Learning and Memory Research

Our goal is to understand how the hippocampus, the brain's main structure for declarative, episodic and associative memory, uses synaptic plasticity to enable memories that last for long periods of time.  We study this in healthy subjects but also in the context of brain disease's such as Alzheimer's, schizophrenia, multiple sclerosis and epilepsy. Our main focus is on animal studies, but we also conduct translational research on humans.

Our approach incorporates a highly multidisciplinary neuroscientific strategy that fuses electrophysiological recordings of synaptic plasticity at the field and single-unit levels, neuronal oscillations and EEG recordings in vivo and in vitro, with behavioural analysis of learning. Cutting-edge novel methodology including brain imaging using confocal microscopy, functional in situ hybridisation and functional magnetic resonance imaging enable us to scrutinise systemic processes, whereas cellular processes are examined using optogenetic, neuropharmacological, biochemical and molecular biological approaches.
Our team is highly international and possesses a strong critical mass of technical and theoretical expertise that is implemented to enable rapid and intensive training of our doctoral students.
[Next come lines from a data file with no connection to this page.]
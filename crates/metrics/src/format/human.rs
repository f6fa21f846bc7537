//! Human-readable metrics formatter
//!
//! # Example Output
//!
//! ```text
//! [metrics] workers: 1.2M/s in | 2.4M/s routed | err: 3 | unrouted: 0 | host drops: 0
//! [metrics] listeners: tcp 0.0.0.0:2003 (5 conn, 1.2M/s) | udp 0.0.0.0:2003 (12.0K/s, 4 throttled)
//! [metrics] hosts: main/a:2003 (600.0K/s, p99 1.2ms) | main/b:2003 (down, 12 err)
//! ```

use std::fmt::Write;

use super::{MetricsFormatter, format_bytes_per_sec, format_count, format_micros, format_rate};
use crate::{CollectedMetrics, MetricsRates};

/// Human-readable metrics formatter
#[derive(Debug, Clone, Default)]
pub struct HumanFormatter;

impl HumanFormatter {
    pub fn new() -> Self {
        Self
    }

    fn format_pipeline(&self, rates: &MetricsRates) -> Option<String> {
        let pipeline = rates.pipeline.as_ref()?;

        Some(format!(
            "[metrics] workers: {} in | {} routed | err: {} | unrouted: {} | host drops: {}",
            format_rate(pipeline.lines_per_sec),
            format_rate(pipeline.routed_per_sec),
            pipeline.errors,
            pipeline.unrouted,
            pipeline.throttled_host,
        ))
    }

    fn format_sources(&self, rates: &MetricsRates) -> Option<String> {
        if rates.sources.is_empty() {
            return None;
        }

        let mut output = String::from("[metrics] listeners:");

        for (i, source) in rates.sources.iter().enumerate() {
            if i > 0 {
                output.push_str(" |");
            }

            let _ = write!(output, " {} {} (", source.source_type, source.id);
            if source.source_type != "udp" {
                let _ = write!(output, "{} conn, ", source.active_connections);
            }
            let _ = write!(
                output,
                "{}, {}",
                format_rate(source.recs_per_sec),
                format_bytes_per_sec(source.bytes_per_sec)
            );

            if source.throttled > 0 {
                let _ = write!(output, ", {} throttled", source.throttled);
            }
            if source.errors > 0 {
                let _ = write!(output, ", {} err", source.errors);
            }

            output.push(')');
        }

        Some(output)
    }

    fn format_hosts(&self, rates: &MetricsRates) -> Option<String> {
        if rates.hosts.is_empty() {
            return None;
        }

        let mut output = String::from("[metrics] hosts:");

        for (i, host) in rates.hosts.iter().enumerate() {
            if i > 0 {
                output.push_str(" |");
            }

            let _ = write!(output, " {}/{} (", host.cluster, host.id);
            if host.available {
                let _ = write!(
                    output,
                    "{}, p99 {}",
                    format_rate(host.recs_per_sec),
                    format_micros(host.p99_us)
                );
            } else {
                output.push_str("down");
            }

            if host.throttled > 0 {
                let _ = write!(output, ", {} throttled", host.throttled);
            }
            if host.errors > 0 {
                let _ = write!(output, ", {} err", host.errors);
            }

            output.push(')');
        }

        Some(output)
    }
}

impl MetricsFormatter for HumanFormatter {
    fn format_report(&self, _metrics: &CollectedMetrics, rates: Option<&MetricsRates>) -> String {
        let Some(rates) = rates else {
            return "[metrics] collecting baseline...".to_string();
        };

        let lines: Vec<String> = [
            self.format_pipeline(rates),
            self.format_sources(rates),
            self.format_hosts(rates),
        ]
        .into_iter()
        .flatten()
        .collect();

        if lines.is_empty() {
            "[metrics] no activity".to_string()
        } else {
            lines.join("\n")
        }
    }

    fn format_totals(&self, metrics: &CollectedMetrics) -> String {
        let mut output = format!(
            "[totals] in: {} | throttled: {} | out: {}",
            format_count(metrics.total_in()),
            format_count(metrics.total_throttled()),
            format_count(metrics.total_out()),
        );

        if let Some(pipeline) = &metrics.pipeline {
            let _ = write!(
                output,
                " | errors: {} | special: {} | unrouted: {} | blackholed: {} | host drops: {}",
                pipeline.error_recs,
                pipeline.special_recs,
                pipeline.unrouted_recs,
                pipeline.blackholed_recs,
                pipeline.throttled_host,
            );
        }

        output
    }
}

#[cfg(test)]
mod tests {
    use std::time::Duration;

    use super::*;
    use crate::{
        CollectedSource, HostRates, PipelineRates, PipelineSnapshot, SourceMetricsSnapshot,
        SourceRates,
    };

    fn make_test_rates() -> MetricsRates {
        MetricsRates {
            elapsed: Duration::from_secs(10),
            pipeline: Some(PipelineRates {
                lines_per_sec: 1_200_000.0,
                routed_per_sec: 2_400_000.0,
                errors: 3,
                unrouted: 0,
                throttled_host: 0,
            }),
            sources: vec![
                SourceRates {
                    id: "0.0.0.0:2003".into(),
                    source_type: "tcp".into(),
                    recs_per_sec: 1_200_000.0,
                    bytes_per_sec: 40_000_000.0,
                    active_connections: 5,
                    throttled: 0,
                    errors: 0,
                },
                SourceRates {
                    id: "0.0.0.0:2003".into(),
                    source_type: "udp".into(),
                    recs_per_sec: 12_000.0,
                    bytes_per_sec: 400_000.0,
                    active_connections: 0,
                    throttled: 4,
                    errors: 0,
                },
            ],
            hosts: vec![
                HostRates {
                    id: "a:2003".into(),
                    cluster: "main".into(),
                    recs_per_sec: 600_000.0,
                    available: true,
                    throttled: 0,
                    errors: 0,
                    p99_us: 1_200,
                },
                HostRates {
                    id: "b:2003".into(),
                    cluster: "main".into(),
                    recs_per_sec: 0.0,
                    available: false,
                    throttled: 0,
                    errors: 12,
                    p99_us: 0,
                },
            ],
        }
    }

    #[test]
    fn test_format_report_with_rates() {
        let formatter = HumanFormatter::new();
        let output = formatter.format_report(&CollectedMetrics::default(), Some(&make_test_rates()));

        assert!(output.contains("[metrics] workers: 1.2M/s in | 2.4M/s routed | err: 3"));
        assert!(output.contains("tcp 0.0.0.0:2003 (5 conn, 1.2M/s"));
        assert!(output.contains("udp 0.0.0.0:2003 (12.0K/s"));
        assert!(output.contains("4 throttled"));
        assert!(output.contains("main/a:2003 (600.0K/s, p99 1.2ms)"));
        assert!(output.contains("main/b:2003 (down, 12 err)"));
        assert_eq!(output.lines().count(), 3);
    }

    #[test]
    fn test_format_report_no_rates() {
        let formatter = HumanFormatter::new();
        let output = formatter.format_report(&CollectedMetrics::default(), None);
        assert!(output.contains("collecting baseline"));
    }

    #[test]
    fn test_format_report_empty() {
        let formatter = HumanFormatter::new();
        let rates = MetricsRates {
            elapsed: Duration::from_secs(1),
            pipeline: None,
            sources: vec![],
            hosts: vec![],
        };
        let output = formatter.format_report(&CollectedMetrics::default(), Some(&rates));
        assert_eq!(output, "[metrics] no activity");
    }

    #[test]
    fn test_format_totals() {
        let formatter = HumanFormatter::new();
        let metrics = CollectedMetrics {
            pipeline: Some(PipelineSnapshot {
                error_recs: 2,
                blackholed_recs: 10,
                ..Default::default()
            }),
            sources: vec![CollectedSource {
                id: "tcp".into(),
                source_type: "tcp".into(),
                snapshot: SourceMetricsSnapshot {
                    in_recs: 1500,
                    ..Default::default()
                },
            }],
            ..Default::default()
        };

        let output = formatter.format_totals(&metrics);
        assert!(output.starts_with("[totals] in: 1.5K | throttled: 0 | out: 0"));
        assert!(output.contains("errors: 2"));
        assert!(output.contains("blackholed: 10"));
    }
}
We are part of two large research consortia: the SFB874 and FOR1581

Methods and techniques

  • Stereotactic electrode implantations for long-term recordings of single-unit or field potentials from rats or mice
  • Intracerebral and intrahippocampal injections for neuropharmacological analysis
  • Optical imaging in vivo
  • Multiphoton confocal microscopy
  • Analysis of synaptic plasticity, single-units (place cells, head direction cells) or neuronal oscillations in intact rodents
  • Patch clamp, multielectrode array and field potential recordings in vitro
  • Intracortical and intrahippocampal EEG analysis in rodents
  • Optogenetics
  • Transgenic mouse models
  • Animals models of brain disease
  • Western blot, rtPCR, pull-down assay
  • In situ hybridisation, immunohistochemistry, histological analysis
  • Behavioral analysis of learning (t-maze, radial maze, open field, delyayed matching to sample task, object recognition, startle response analysis etc...)
  • fMRI in rats and mice
  • Human EEG

Current projects

flexible admission to PhD, MD, MSc candidates!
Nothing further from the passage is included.